Metrobus o El Camello, como se le conoció popularmente en Cuba.
Por: Maikel Gonzáles Gonzáles
La puerta de la guagua me cortó en dos esta mañana. El chofer la cerró sin darse cuenta de lo que hacía. Más bien nadie se dio cuenta. Parece que la gente va muy metida en sus problemas y no advirtió que una mitad mía se quedó en la parada mirando con cara a medias entre la sorpresa y la bobería a la otra, que tenía mucho de contorsionista, por necesidad, porque tuvo que adaptarse por años a caber en el espacio mínimo donde podía estar y sobrevivir al mismo tiempo.
De unimembre pasé a bimembre, sin ser oración, siendo sujeto. Me quedó una mitad racional mecánica hecha en fábrica, preocupada por llegar temprano. La otra, había perdido las esperanzas y pensaba en volver a casa, al mismo tiempo que maldecía al transporte público. A lo mejor, fuera desempleada mañana, lo que no tiene tanta significación cuando el negocio particular ha florecido tanto.

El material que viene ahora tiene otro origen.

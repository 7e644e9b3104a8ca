//! In-process loopback transport
//!
//! Connects two engines in the same process over a pair of unbounded
//! channels, one per direction. Each side can be taken down and brought
//! back to exercise resends. An MQTT loopback behaves like a broker shared
//! by exactly two devices: everything one side publishes reaches the other,
//! whose demux discards topics addressed elsewhere.

use std::sync::atomic::{AtomicBool, AtomicUsize, Ordering};
use std::sync::Arc;

use async_trait::async_trait;
use tokio::sync::mpsc;
use tokio::task::JoinHandle;
use tracing::{debug, trace, warn};
use xwcomms_core::{AddrRecord, ConnType, GameId, LaunchInfo, MqttTopic, TransportError};

use crate::engine::Engine;
use crate::transport::{Transport, WireMsg};

/// What crosses a loopback link
#[derive(Debug, Clone)]
pub enum Frame {
    Msg {
        game_id: GameId,
        from: AddrRecord,
        conn_type: ConnType,
        bytes: Vec<u8>,
    },
    Mqtt {
        topic: MqttTopic,
        bytes: Vec<u8>,
    },
    Invite {
        info: LaunchInfo,
        from: AddrRecord,
    },
}

pub struct LoopbackTransport {
    conn_type: ConnType,
    /// How the far side sees this device on this transport
    local: AddrRecord,
    peer: mpsc::UnboundedSender<Frame>,
    up: AtomicBool,
    sent: AtomicUsize,
}

/// One end of a loopback link: the transport to register and the frames
/// the far side sends to it
pub type LoopbackEnd = (Arc<LoopbackTransport>, mpsc::UnboundedReceiver<Frame>);

impl LoopbackTransport {
    /// Link two devices. `addr_a` and `addr_b` are each device's address
    /// on `conn_type`, and must list it.
    pub fn pair(conn_type: ConnType, addr_a: AddrRecord, addr_b: AddrRecord) -> (LoopbackEnd, LoopbackEnd) {
        debug_assert!(addr_a.contains(conn_type) && addr_b.contains(conn_type));
        let (to_a, from_b) = mpsc::unbounded_channel();
        let (to_b, from_a) = mpsc::unbounded_channel();
        let a = Arc::new(Self::new(conn_type, addr_a, to_b));
        let b = Arc::new(Self::new(conn_type, addr_b, to_a));
        ((a, from_b), (b, from_a))
    }

    fn new(conn_type: ConnType, local: AddrRecord, peer: mpsc::UnboundedSender<Frame>) -> Self {
        Self {
            conn_type,
            local,
            peer,
            up: AtomicBool::new(true),
            sent: AtomicUsize::new(0),
        }
    }

    /// Take the link down (sends fail) or bring it back
    pub fn set_up(&self, up: bool) {
        debug!(conn_type = %self.conn_type, up, "loopback link state");
        self.up.store(up, Ordering::SeqCst);
    }

    pub fn is_up(&self) -> bool {
        self.up.load(Ordering::SeqCst)
    }

    /// Frames that made it onto the link
    pub fn sent(&self) -> usize {
        self.sent.load(Ordering::SeqCst)
    }

    fn deliver(&self, frame: Frame) -> Result<(), TransportError> {
        if !self.is_up() {
            return Err(TransportError::PeerUnreachable {
                conn_type: self.conn_type,
                reason: "loopback link down".to_string(),
            });
        }
        self.peer.send(frame).map_err(|_| TransportError::Shutdown {
            reason: "loopback peer gone".to_string(),
        })?;
        self.sent.fetch_add(1, Ordering::SeqCst);
        Ok(())
    }
}

#[async_trait]
impl Transport for LoopbackTransport {
    fn conn_type(&self) -> ConnType {
        self.conn_type
    }

    async fn send(&self, msg: WireMsg) -> Result<usize, TransportError> {
        let len = msg.bytes.len();
        self.deliver(Frame::Msg {
            game_id: msg.game_id,
            from: self.local.clone(),
            conn_type: self.conn_type,
            bytes: msg.bytes,
        })?;
        trace!(conn_type = %self.conn_type, len, "loopback sent");
        Ok(len)
    }

    async fn publish(&self, topic: MqttTopic, bytes: Vec<u8>) -> Result<(), TransportError> {
        if self.conn_type != ConnType::Mqtt {
            return Err(TransportError::Unavailable {
                conn_type: self.conn_type,
            });
        }
        self.deliver(Frame::Mqtt { topic, bytes })
    }

    async fn send_invite(&self, _to: AddrRecord, info: LaunchInfo) -> Result<(), TransportError> {
        self.deliver(Frame::Invite {
            info,
            from: self.local.clone(),
        })
    }
}

/// Feed every frame arriving on `frames` to `engine`'s listener callbacks
pub fn spawn_pump(engine: Arc<Engine>, mut frames: mpsc::UnboundedReceiver<Frame>) -> JoinHandle<()> {
    tokio::spawn(async move {
        while let Some(frame) = frames.recv().await {
            match frame {
                Frame::Msg {
                    game_id,
                    from,
                    conn_type,
                    bytes,
                } => {
                    if let Err(err) = engine.on_message_received(game_id, &from, conn_type, &bytes) {
                        warn!(game_id = %game_id, error = %err, "loopback delivery failed");
                    }
                }
                Frame::Mqtt { topic, bytes } => {
                    if let Err(err) = engine.on_mqtt_packet(topic.as_str(), &bytes) {
                        warn!(topic = topic.as_str(), error = %err, "loopback mqtt delivery failed");
                    }
                }
                Frame::Invite { info, from } => engine.on_invite_received(&info, &from),
            }
        }
        debug!("loopback pump finished");
    })
}
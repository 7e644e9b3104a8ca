//! Runtime error types

use xwcomms_core::{CommsError, GameId, TransportError};

#[derive(Debug, thiserror::Error)]
pub enum RuntimeError {
    #[error("Channel error: {reason}")]
    Channel { reason: String },

    #[error("No running game {game_id}")]
    GameNotFound { game_id: GameId },

    #[error("Game {game_id} is already running")]
    GameExists { game_id: GameId },

    #[error("Configuration error: {reason}")]
    Configuration { reason: String },

    #[error(transparent)]
    Core(#[from] CommsError),

    #[error(transparent)]
    Transport(#[from] TransportError),
}

impl RuntimeError {
    pub fn channel_closed(what: &str) -> Self {
        Self::Channel {
            reason: format!("{} closed", what),
        }
    }
}

pub type Result<T> = core::result::Result<T, RuntimeError>;
impl Engine {
    pub fn builder(self_addr: AddrRecord) -> EngineBuilder {
        EngineBuilder::new(self_addr)
    }

    pub fn config(&self) -> &RuntimeConfig {
        &self.config
    }

    pub fn self_addr(&self) -> &AddrRecord {
        &self.self_addr
    }

    pub fn transport_types(&self) -> Vec<ConnType> {
        self.transports.conn_types().collect()
    }

    pub fn games(&self) -> Vec<GameId> {
        let mut games: Vec<GameId> = self.games.iter().map(|entry| *entry.key()).collect();
        games.sort();
        games
    }

    pub fn is_running(&self, game_id: GameId) -> bool {
        self.games.contains_key(&game_id)
    }

    // ------------------------------------------------------------------------
    // Game Lifecycle
    // ------------------------------------------------------------------------

    /// Start a fresh game. Must be called from within a tokio runtime.
    pub fn start_game(&self, game_id: GameId, is_host: bool) -> Result<()> {
        if self.games.contains_key(&game_id) {
            return Err(RuntimeError::GameExists { game_id });
        }
        let queue = TaskQueue::new(self.config.max_queued_tasks);
        let comms = Comms::new(
            game_id,
            is_host,
            self.self_addr.clone(),
            self.config.comms.clone(),
            self.procs_for(game_id, &queue),
            SystemTimeSource,
        )?;
        self.spawn_game(comms, queue)
    }

    /// Resume a game saved with [`Engine::save`]
    pub fn restore_game(&self, bytes: &[u8]) -> Result<GameId> {
        let queue = TaskQueue::new(self.config.max_queued_tasks);
        let mut comms = Comms::make_from_stream(
            bytes,
            self.config.comms.clone(),
            self.procs_for(GameId::NONE, &queue),
            SystemTimeSource,
        )?;
        let game_id = comms.game_id();
        if self.games.contains_key(&game_id) {
            return Err(RuntimeError::GameExists { game_id });
        }
        comms.procs_mut().set_game_id(game_id);
        self.spawn_game(comms, queue)?;
        Ok(game_id)
    }

    fn procs_for(&self, game_id: GameId, queue: &TaskQueue<GameTask>) -> GameProcs {
        GameProcs::new(
            game_id,
            Arc::clone(&self.transports),
            queue.clone(),
            self.observer.clone(),
        )
    }

    fn spawn_game(&self, comms: GameComms, queue: TaskQueue<GameTask>) -> Result<()> {
        let game_id = comms.game_id();
        let actor = GameActor::new(comms, queue.clone(), self.events.clone());
        let handle = GameHandle {
            actor: tokio::spawn(actor.run()),
            timers: vec![
                spawn_timer(queue.clone(), self.config.resend_interval(), || {
                    GameTask::Resend {
                        force: false,
                        filter: None,
                        also_ack: false,
                        reply: None,
                    }
                }),
                spawn_timer(queue.clone(), self.config.ack_interval(), || {
                    GameTask::AckAny { force: false }
                }),
            ],
            queue,
        };
        self.games.insert(game_id, handle);
        info!(game_id = %game_id, "game started");
        Ok(())
    }

    /// Stop one game and wait for its task to finish
    pub async fn stop_game(&self, game_id: GameId) -> Result<()> {
        let (_, handle) = self
            .games
            .remove(&game_id)
            .ok_or(RuntimeError::GameNotFound { game_id })?;
        if let Err(err) = handle.stop().await {
            warn!(game_id = %game_id, error = %err, "game task ended abnormally");
        }
        Ok(())
    }

    /// Stop every game and close the event queue
    pub async fn shutdown(&self) {
        let games = self.games();
        let stopping: Vec<JoinHandle<()>> = games
            .iter()
            .filter_map(|game_id| self.games.remove(game_id))
            .map(|(_, handle)| handle.stop())
            .collect();
        for result in join_all(stopping).await {
            if let Err(err) = result {
                warn!(error = %err, "game task ended abnormally");
            }
        }
        self.events.close();
        info!(stopped = games.len(), "engine shut down");
    }

    // ------------------------------------------------------------------------
    // Requests
    // ------------------------------------------------------------------------

    fn post(&self, game_id: GameId, task: GameTask) -> Result<bool> {
        let game = self
            .games
            .get(&game_id)
            .ok_or(RuntimeError::GameNotFound { game_id })?;
        game.queue.push(task.priority(), task)
    }

    async fn request<R>(
        &self,
        game_id: GameId,
        make: impl FnOnce(oneshot::Sender<R>) -> GameTask,
    ) -> Result<R> {
        let (reply, response) = oneshot::channel();
        self.post(game_id, make(reply))?;
        response
            .await
            .map_err(|_| RuntimeError::channel_closed("game task"))
    }

    pub async fn add_peer(&self, game_id: GameId, index: u16, addr: AddrRecord) -> Result<ChannelNo> {
        self.request(game_id, |reply| GameTask::AddPeer { index, addr, reply })
            .await
    }

    pub async fn send(&self, game_id: GameId, channel: ChannelNo, payload: Vec<u8>) -> Result<SendOutcome> {
        self.request(game_id, |reply| GameTask::Send {
            channel,
            payload,
            reply,
        })
        .await?
    }

    pub async fn invite(&self, game_id: GameId, info: LaunchInfo, addr: AddrRecord) -> Result<SendOutcome> {
        self.request(game_id, |reply| GameTask::Invite { info, addr, reply })
            .await?
    }

    pub async fn resend_all(
        &self,
        game_id: GameId,
        force: bool,
        filter: Option<ConnType>,
        also_ack: bool,
    ) -> Result<usize> {
        self.request(game_id, |reply| GameTask::Resend {
            force,
            filter,
            also_ack,
            reply: Some(reply),
        })
        .await
    }

    pub fn ack_any(&self, game_id: GameId, force: bool) -> Result<()> {
        self.post(game_id, GameTask::AckAny { force }).map(|_| ())
    }

    /// Quash a game ahead of anything else it has queued. One-way.
    pub fn quash(&self, game_id: GameId) -> Result<()> {
        self.post(game_id, GameTask::Quash).map(|_| ())
    }

    pub fn set_addr_disabled(
        &self,
        game_id: GameId,
        conn_type: ConnType,
        send: bool,
        disabled: bool,
    ) -> Result<()> {
        self.post(
            game_id,
            GameTask::SetAddrDisabled {
                conn_type,
                send,
                disabled,
            },
        )
        .map(|_| ())
    }

    pub async fn stats(&self, game_id: GameId) -> Result<CommsReport> {
        self.request(game_id, |reply| GameTask::Stats { reply }).await
    }

    pub async fn save(&self, game_id: GameId) -> Result<Vec<u8>> {
        self.request(game_id, |reply| GameTask::Save { reply }).await?
    }

    // ------------------------------------------------------------------------
    // Host Events
    // ------------------------------------------------------------------------

    /// Next event for the host. `None` after shutdown.
    pub async fn next_event(&self) -> Option<EngineEvent> {
        self.events.pop().await.map(|(_, event)| event)
    }

    pub fn try_next_event(&self) -> Option<EngineEvent> {
        self.events.try_pop().map(|(_, event)| event)
    }

    // ------------------------------------------------------------------------
    // Listener Callbacks
    // ------------------------------------------------------------------------

    fn demux(&self) -> Demux<EngineSink<'_>, EngineControl<'_>> {
        let demux = Demux::new(EngineSink { engine: self }, EngineControl { engine: self });
        if self.self_addr.mqtt.dev_id.is_set() {
            demux.with_local_dev_id(self.self_addr.mqtt.dev_id)
        } else {
            demux
        }
    }

    /// A transport received an envelope for `game_id` from `from`
    pub fn on_message_received(
        &self,
        game_id: GameId,
        from: &AddrRecord,
        arrived_on: ConnType,
        bytes: &[u8],
    ) -> Result<Delivery> {
        Ok(self
            .demux()
            .on_message_received(game_id, from, arrived_on, bytes)?)
    }

    pub fn on_game_gone_received(&self, game_id: GameId, from: &AddrRecord) {
        self.demux().on_game_gone_received(game_id, from);
    }

    pub fn on_invite_received(&self, info: &LaunchInfo, from: &AddrRecord) {
        self.demux().on_invite_received(info, from);
    }

    /// A packet arrived from the MQTT broker. Returns messages delivered.
    pub fn on_mqtt_packet(&self, topic: &str, bytes: &[u8]) -> Result<usize> {
        Ok(self.demux().on_mqtt_packet(topic, bytes)?)
    }

    /// A transport came up or went down; every game hears about it
    pub fn on_transport_event(&self, event: TransportEvent) {
        for game in self.games.iter() {
            if let Err(err) = game.queue.push(Priority::Network, GameTask::Transport(event)) {
                debug!(game_id = %game.key(), error = %err, "transport event not queued");
            }
        }
    }

    fn push_event(&self, priority: Priority, event: EngineEvent) {
        if let Err(err) = self.events.push(priority, event) {
            warn!(error = %err, "engine event dropped");
        }
    }
}
//! Transcript data and its plain-text output.

pub mod transcript;
pub mod writer;

pub use transcript::{Transcript, TranscriptSegment};
pub use writer::{OUTPUT_FILE_NAME, TranscriptSummary, save_transcript};
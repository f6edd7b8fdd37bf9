use std::fs::{self, File};
use std::path::{Path, PathBuf};
use thiserror::Error;
use tracing::{debug, info};
use whisper_rs::{FullParams, SamplingStrategy, WhisperContext, WhisperContextParameters};

use super::{PreparedAudio, WHISPER_SAMPLE_RATE};
use crate::transcription::{Transcript, TranscriptSegment};

/// Available Whisper model sizes, ordered from fastest to most accurate
#[derive(Debug, Clone, Copy, PartialEq, Eq, Default)]
pub enum WhisperModel {
    Tiny,
    #[default]
    Base,
    Small,
    Medium,
    Large,
}

impl WhisperModel {
    pub const ALL: [WhisperModel; 5] = [
        WhisperModel::Tiny,
        WhisperModel::Base,
        WhisperModel::Small,
        WhisperModel::Medium,
        WhisperModel::Large,
    ];

    /// Get the Hugging Face URL for this model
    pub fn hf_url(&self) -> &'static str {
        match self {
            WhisperModel::Tiny => "https://huggingface.co/ggerganov/whisper.cpp/resolve/main/ggml-tiny.bin",
            WhisperModel::Base => "https://huggingface.co/ggerganov/whisper.cpp/resolve/main/ggml-base.bin",
            WhisperModel::Small => "https://huggingface.co/ggerganov/whisper.cpp/resolve/main/ggml-small.bin",
            WhisperModel::Medium => "https://huggingface.co/ggerganov/whisper.cpp/resolve/main/ggml-medium.bin",
            WhisperModel::Large => "https://huggingface.co/ggerganov/whisper.cpp/resolve/main/ggml-large-v3.bin",
        }
    }

    /// Get the filename for this model
    pub fn filename(&self) -> &'static str {
        match self {
            WhisperModel::Tiny => "ggml-tiny.bin",
            WhisperModel::Base => "ggml-base.bin",
            WhisperModel::Small => "ggml-small.bin",
            WhisperModel::Medium => "ggml-medium.bin",
            WhisperModel::Large => "ggml-large-v3.bin",
        }
    }

    /// Get approximate model size in MB
    pub fn size_mb(&self) -> u64 {
        match self {
            WhisperModel::Tiny => 75,
            WhisperModel::Base => 142,
            WhisperModel::Small => 466,
            WhisperModel::Medium => 1500,
            WhisperModel::Large => 3100,
        }
    }

    /// Position in the selection menu (1-based)
    pub fn menu_number(&self) -> usize {
        match self {
            WhisperModel::Tiny => 1,
            WhisperModel::Base => 2,
            WhisperModel::Small => 3,
            WhisperModel::Medium => 4,
            WhisperModel::Large => 5,
        }
    }

    pub fn description(&self) -> &'static str {
        match self {
            WhisperModel::Tiny => "Fast, less accurate",
            WhisperModel::Base => "Balanced (recommended to start)",
            WhisperModel::Small => "Good accuracy",
            WhisperModel::Medium => "Very good accuracy (slower)",
            WhisperModel::Large => "Maximum accuracy (very slow)",
        }
    }

    /// Match a menu choice ("1"-"5") only. Anything else, names included,
    /// selects the balanced default.
    pub fn from_menu_choice(choice: &str) -> Self {
        let choice = choice.trim();

        Self::ALL
            .iter()
            .copied()
            .find(|m| m.menu_number().to_string() == choice)
            .unwrap_or_default()
    }

    /// Resolve a menu choice ("1"-"5") or model name.
    ///
    /// Anything unrecognized, including empty input, falls back to the
    /// balanced default.
    pub fn resolve(choice: &str) -> Self {
        let choice = choice.trim();

        choice
            .parse()
            .unwrap_or_else(|_| Self::from_menu_choice(choice))
    }
}

impl std::fmt::Display for WhisperModel {
    fn fmt(&self, f: &mut std::fmt::Formatter<'_>) -> std::fmt::Result {
        match self {
            WhisperModel::Tiny => write!(f, "tiny"),
            WhisperModel::Base => write!(f, "base"),
            WhisperModel::Small => write!(f, "small"),
            WhisperModel::Medium => write!(f, "medium"),
            WhisperModel::Large => write!(f, "large"),
        }
    }
}

impl std::str::FromStr for WhisperModel {
    type Err = String;

    fn from_str(s: &str) -> Result<Self, Self::Err> {
        match s.to_lowercase().as_str() {
            "tiny" => Ok(WhisperModel::Tiny),
            "base" => Ok(WhisperModel::Base),
            "small" => Ok(WhisperModel::Small),
            "medium" => Ok(WhisperModel::Medium),
            "large" => Ok(WhisperModel::Large),
            _ => Err(format!("Unknown model: {}. Use tiny, base, small, medium, or large", s)),
        }
    }
}

#[derive(Error, Debug)]
pub enum WhisperError {
    #[error("IO error: {0}")]
    Io(#[from] std::io::Error),
    #[error("Failed to download model: {0}")]
    Download(String),
    #[error("Failed to initialize Whisper: {0}")]
    Init(String),
    #[error("Transcription failed: {0}")]
    Transcription(String),
}

/// Inference settings applied to every run
#[derive(Debug, Clone)]
pub struct TranscriptionConfig {
    /// Spoken language code passed to Whisper
    pub language: String,
    /// Whether to translate to English (false = keep original language)
    pub translate: bool,
    /// Let whisper.cpp print progress and each segment as it is decoded
    pub verbose: bool,
    /// GPU offload. Off so the run works on machines without an accelerator.
    pub use_gpu: bool,
    /// Number of threads to use
    pub n_threads: i32,
    /// Where model files are stored and downloaded to
    pub models_dir: PathBuf,
}

impl Default for TranscriptionConfig {
    fn default() -> Self {
        Self {
            language: "es".to_string(),
            translate: false,
            verbose: true,
            use_gpu: false,
            n_threads: std::thread::available_parallelism()
                .map(|p| (p.get() as i32).max(1))
                .unwrap_or(4),
            models_dir: default_models_dir(),
        }
    }
}

/// Default models directory, relative to the working directory
pub fn default_models_dir() -> PathBuf {
    PathBuf::from("models").join("whisper")
}

/// Get the path to a specific model file
pub fn model_path(models_dir: &Path, model: WhisperModel) -> PathBuf {
    models_dir.join(model.filename())
}

/// Check if a model is already downloaded
pub fn is_model_downloaded(models_dir: &Path, model: WhisperModel) -> bool {
    let path = model_path(models_dir, model);

    // Check if file size is reasonable (at least 50% of expected)
    match fs::metadata(&path) {
        Ok(metadata) => {
            let expected_bytes = model.size_mb() * 1024 * 1024;
            metadata.is_file() && metadata.len() >= expected_bytes / 2
        }
        Err(_) => false,
    }
}

/// Download a Whisper model from Hugging Face
pub fn download_model(models_dir: &Path, model: WhisperModel) -> Result<PathBuf, WhisperError> {
    let path = model_path(models_dir, model);

    if is_model_downloaded(models_dir, model) {
        info!("Model {} already downloaded at {:?}", model, path);
        return Ok(path);
    }

    fs::create_dir_all(models_dir)?;

    info!(
        "Downloading Whisper {} model (~{}MB)...",
        model,
        model.size_mb()
    );

    let url = model.hf_url();

    let mut response = reqwest::blocking::Client::builder()
        .timeout(None::<std::time::Duration>)
        .build()
        .and_then(|client| client.get(url).send())
        .map_err(|e| WhisperError::Download(format!("HTTP request failed: {}", e)))?;

    if !response.status().is_success() {
        return Err(WhisperError::Download(format!(
            "HTTP {} from {}",
            response.status(),
            url
        )));
    }

    let total_size = response.content_length().unwrap_or(0);

    let pb = indicatif::ProgressBar::new(total_size);
    pb.set_style(
        indicatif::ProgressStyle::default_bar()
            .template("{spinner:.green} [{elapsed_precise}] [{bar:40.cyan/blue}] {bytes}/{total_bytes} ({eta})")
            .map_err(|e| WhisperError::Download(format!("Invalid progress template: {}", e)))?
            .progress_chars("#>-"),
    );

    // Stream into a temp file so an interrupted download never looks complete
    let temp_path = path.with_extension("bin.tmp");
    {
        let file = File::create(&temp_path)?;
        let mut writer = pb.wrap_write(file);
        if let Err(e) = response.copy_to(&mut writer) {
            drop(writer);
            let _ = fs::remove_file(&temp_path);
            return Err(WhisperError::Download(format!("Failed to read response: {}", e)));
        }
    }

    pb.finish_with_message("Download complete");

    fs::rename(&temp_path, &path)?;

    info!("Model downloaded to {:?}", path);

    Ok(path)
}

/// Whisper transcriber
pub struct Transcriber {
    ctx: WhisperContext,
    model: WhisperModel,
    config: TranscriptionConfig,
}

impl Transcriber {
    /// Load a model, downloading it first if it is not available locally
    pub fn new(model: WhisperModel, config: TranscriptionConfig) -> Result<Self, WhisperError> {
        let path = download_model(&config.models_dir, model)?;

        info!("Loading Whisper {} model...", model);

        let mut ctx_params = WhisperContextParameters::default();
        ctx_params.use_gpu(config.use_gpu);

        let ctx = WhisperContext::new_with_params(&path.to_string_lossy(), ctx_params)
            .map_err(|e| WhisperError::Init(format!("Failed to load model: {}", e)))?;

        info!(
            "Whisper model loaded successfully (using {} threads, gpu: {})",
            config.n_threads, config.use_gpu
        );

        Ok(Self { ctx, model, config })
    }

    /// Transcribe prepared 16kHz mono audio
    pub fn transcribe(&self, audio: &PreparedAudio) -> Result<Transcript, WhisperError> {
        let start_time = std::time::Instant::now();

        info!(
            "Transcribing {:.1}s of audio (language: {})",
            audio.duration_secs, self.config.language
        );

        let mut params = FullParams::new(SamplingStrategy::Greedy { best_of: 1 });

        params.set_n_threads(self.config.n_threads);
        params.set_language(Some(self.config.language.as_str()));
        params.set_translate(self.config.translate);

        params.set_print_progress(self.config.verbose);
        params.set_print_realtime(self.config.verbose);
        params.set_print_timestamps(self.config.verbose);
        params.set_print_special(false);

        let mut state = self.ctx.create_state()
            .map_err(|e| WhisperError::Transcription(format!("Failed to create state: {}", e)))?;

        state
            .full(params, &audio.samples_16khz)
            .map_err(|e| WhisperError::Transcription(format!("Inference failed: {}", e)))?;

        let num_segments = state.full_n_segments()
            .map_err(|e| WhisperError::Transcription(format!("Failed to get segments: {}", e)))?;

        let mut segments = Vec::with_capacity(num_segments.max(0) as usize);

        for i in 0..num_segments {
            let start_ts = state.full_get_segment_t0(i)
                .map_err(|e| WhisperError::Transcription(format!("Failed to get start time: {}", e)))?;
            let end_ts = state.full_get_segment_t1(i)
                .map_err(|e| WhisperError::Transcription(format!("Failed to get end time: {}", e)))?;
            let text = state.full_get_segment_text(i)
                .map_err(|e| WhisperError::Transcription(format!("Failed to get text: {}", e)))?;

            // Timestamps are in centiseconds (1/100 second)
            segments.push(TranscriptSegment {
                id: i as usize,
                start: start_ts as f64 / 100.0,
                end: end_ts as f64 / 100.0,
                text,
            });
        }

        let elapsed = start_time.elapsed();
        let realtime_factor = audio.duration_secs / elapsed.as_secs_f32().max(f32::EPSILON);

        info!(
            "Transcribed {:.1}s of audio in {:.1}s ({:.1}x realtime): {} segments",
            audio.duration_secs,
            elapsed.as_secs_f32(),
            realtime_factor,
            segments.len()
        );
        debug!(
            "Fed {} samples at {}Hz (source: {}Hz, {} channel(s))",
            audio.samples_16khz.len(),
            WHISPER_SAMPLE_RATE,
            audio.source_sample_rate,
            audio.source_channels
        );

        Ok(Transcript::from_segments(segments, Some(self.config.language.clone())))
    }

    /// Get the model being used
    pub fn model(&self) -> WhisperModel {
        self.model
    }
}

#[cfg(test)]
mod tests {
    use super::*;

    #[test]
    fn test_model_parsing() {
        assert_eq!("tiny".parse::<WhisperModel>().unwrap(), WhisperModel::Tiny);
        assert_eq!("SMALL".parse::<WhisperModel>().unwrap(), WhisperModel::Small);
        assert!("invalid".parse::<WhisperModel>().is_err());
    }

    #[test]
    fn test_resolve_menu_numbers() {
        assert_eq!(WhisperModel::resolve("1"), WhisperModel::Tiny);
        assert_eq!(WhisperModel::resolve("2"), WhisperModel::Base);
        assert_eq!(WhisperModel::resolve(" 3 "), WhisperModel::Small);
        assert_eq!(WhisperModel::resolve("4"), WhisperModel::Medium);
        assert_eq!(WhisperModel::resolve("5"), WhisperModel::Large);
    }

    #[test]
    fn test_resolve_falls_back_to_base() {
        for choice in ["", "   ", "0", "6", "12", "abc", "large-v9"] {
            assert_eq!(WhisperModel::resolve(choice), WhisperModel::Base, "choice {:?}", choice);
        }
    }

    #[test]
    fn test_menu_choice_ignores_names() {
        assert_eq!(WhisperModel::from_menu_choice("5\n"), WhisperModel::Large);
        for choice in ["small", "Large", "tiny", "", "0", "6"] {
            assert_eq!(WhisperModel::from_menu_choice(choice), WhisperModel::Base, "choice {:?}", choice);
        }
    }

    #[test]
    fn test_resolve_names() {
        assert_eq!(WhisperModel::resolve("medium"), WhisperModel::Medium);
        assert_eq!(WhisperModel::resolve("Large"), WhisperModel::Large);
    }

    #[test]
    fn test_menu_numbers_follow_order() {
        for (i, model) in WhisperModel::ALL.iter().enumerate() {
            assert_eq!(model.menu_number(), i + 1);
        }
    }

    #[test]
    fn test_model_paths() {
        let dir = default_models_dir();
        assert!(model_path(&dir, WhisperModel::Tiny).to_str().unwrap().contains("ggml-tiny.bin"));
        assert!(WhisperModel::Large.hf_url().ends_with(WhisperModel::Large.filename()));
    }

    #[test]
    fn test_partial_download_is_not_downloaded() {
        let dir = tempfile::tempdir().unwrap();
        assert!(!is_model_downloaded(dir.path(), WhisperModel::Tiny));

        fs::write(model_path(dir.path(), WhisperModel::Tiny), vec![0u8; 1024]).unwrap();
        assert!(!is_model_downloaded(dir.path(), WhisperModel::Tiny));
    }

    #[test]
    fn test_config_default() {
        let config = TranscriptionConfig::default();
        assert_eq!(config.language, "es");
        assert!(config.verbose);
        assert!(!config.use_gpu);
        assert!(!config.translate);
        assert!(config.n_threads >= 1);
    }
}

Una, la que iría a trabajar a partir de entonces, el garabato medio acróbata con olfato veterano de las guerras de malos olores en las guaguas, podría llegar a ser jefe un día y le darían un carro. Un carro es mucho más que un carro. Es poder, es sex appeal, es tiempo a tu favor. Y todavía los soeces lo reprenden porque contamina el medio ambiente.
Dueña de un carro, mi mitad legendaria ignoraría a la otra y al hecho de que una vez fueron un solo cuerpo. Ni siquiera la saludaría, nunca le daría botella y siempre que tuviera la oportunidad la salpicaría de fango en la calle y se burlaría de su desgracia, la humillaría, lo que sucedería en sentido contrario si la mitad indiferente y escéptica tuviera una existencia prolífera en el sector particular.
“La suerte está echada” dirían las dos mitades, como Júlio César cruzando el Rubicón. Ahora son legionarias, lanzándose a una guerra que los demás tampoco notan, porque van muy ocupados en librar las suyas.